### EXERCISE DIRECTIONS
Work through the data and report how many lines include the string "reason", giving the number alone.

(Records excerpted from a collection)

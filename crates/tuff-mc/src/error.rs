//! Protocol error types.

use std::io;

use thiserror::Error;

use crate::packets::PacketKind;
use crate::state::{ConnectionState, Direction};
use crate::version::ProtocolVersion;

/// Errors that can occur when reading or writing Minecraft protocol data.
#[derive(Debug, Error)]
pub enum ProtocolError {
    /// An I/O error occurred.
    #[error("I/O error: {0}")]
    Io(#[from] io::Error),

    /// A `VarInt` was too long (more than 5 bytes).
    #[error("VarInt too long")]
    VarIntTooLong,

    /// A `VarLong` was too long (more than 10 bytes).
    #[error("VarLong too long")]
    VarLongTooLong,

    /// A string exceeded the maximum length.
    #[error("String too long: {len} bytes (max {max})")]
    StringTooLong {
        /// The actual length of the string.
        len: usize,
        /// The maximum allowed length.
        max: usize,
    },

    /// A packet exceeded the maximum length.
    #[error("Packet too long: {len} bytes (max {max})")]
    PacketTooLong {
        /// The actual length of the packet.
        len: usize,
        /// The maximum allowed length.
        max: usize,
    },

    /// A read asked for more bytes than the frame has left.
    #[error("Truncated input: needed {needed} bytes, {remaining} remaining")]
    TruncatedInput {
        /// Bytes the read required.
        needed: usize,
        /// Bytes that were left in the frame.
        remaining: usize,
    },

    /// The framing itself is broken; the stream cannot be resynchronised.
    #[error("Corrupt frame: {0}")]
    FrameCorrupt(String),

    /// A registered decoder found the packet body inconsistent.
    #[error("Malformed packet: {0}")]
    MalformedPacket(String),

    /// No decoder is registered for the id in the current state and version.
    #[error("Unknown packet 0x{id:02X} ({direction} {state}, protocol {version})")]
    UnknownPacket {
        /// State the connection was in.
        state: ConnectionState,
        /// Direction of the frame.
        direction: Direction,
        /// The numeric packet id.
        id: i32,
        /// Negotiated protocol version.
        version: ProtocolVersion,
    },

    /// No encoder is registered for this packet kind at the negotiated version.
    #[error("{kind:?} cannot be encoded for protocol {version}")]
    UnsupportedForVersion {
        /// The packet kind that was being sent.
        kind: PacketKind,
        /// Negotiated protocol version.
        version: ProtocolVersion,
    },

    /// The packet belongs to a different connection state than the current one.
    #[error("{kind:?} is a {expected} packet, connection is in {actual}")]
    WrongState {
        /// The packet kind that was being sent.
        kind: PacketKind,
        /// State the packet is registered in.
        expected: ConnectionState,
        /// State the connection is in.
        actual: ConnectionState,
    },

    /// Two packet kinds resolved to the same id at one version.
    #[error("Packet id 0x{id:02X} registered twice for {direction} {state} ({first:?}, {second:?})")]
    DuplicatePacketId {
        /// Connection state of the clash.
        state: ConnectionState,
        /// Direction of the clash.
        direction: Direction,
        /// The clashing id.
        id: i32,
        /// Kind registered first.
        first: PacketKind,
        /// Kind registered second.
        second: PacketKind,
    },

    /// An invalid next state was received in a handshake.
    #[error("Invalid next state: {0}")]
    InvalidNextState(i32),

    /// A state change that the connection state machine does not allow.
    #[error("Invalid state transition: {from} -> {to}")]
    InvalidTransition {
        /// State before the attempted change.
        from: ConnectionState,
        /// Requested state.
        to: ConnectionState,
    },

    /// No data arrived within the configured read timeout.
    #[error("Read timed out")]
    Timeout,

    /// The connection has already been torn down.
    #[error("Connection is disconnected")]
    Disconnected,
}

/// How far the damage of an error reaches.
#[derive(Debug, Clone, Copy, PartialEq, Eq)]
pub enum Severity {
    /// The offending packet is dropped; the connection keeps going.
    Packet,
    /// Only the current send fails; surfaced to the caller.
    Send,
    /// The connection must be torn down.
    Connection,
}

impl ProtocolError {
    /// Classify the error for the read loop.
    #[must_use]
    pub const fn severity(&self) -> Severity {
        match self {
            Self::TruncatedInput { .. }
            | Self::MalformedPacket(_)
            | Self::UnknownPacket { .. }
            | Self::StringTooLong { .. }
            | Self::VarLongTooLong
            | Self::InvalidNextState(_) => Severity::Packet,
            Self::UnsupportedForVersion { .. } | Self::WrongState { .. } => Severity::Send,
            Self::Io(_)
            | Self::VarIntTooLong
            | Self::PacketTooLong { .. }
            | Self::FrameCorrupt(_)
            | Self::DuplicatePacketId { .. }
            | Self::InvalidTransition { .. }
            | Self::Timeout
            | Self::Disconnected => Severity::Connection,
        }
    }

    /// Shorthand for [`ProtocolError::MalformedPacket`].
    pub fn malformed(reason: impl Into<String>) -> Self {
        Self::MalformedPacket(reason.into())
    }
}

/// Result type alias using [`ProtocolError`].
pub type Result<T> = std::result::Result<T, ProtocolError>;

### RESPONSE AREA
2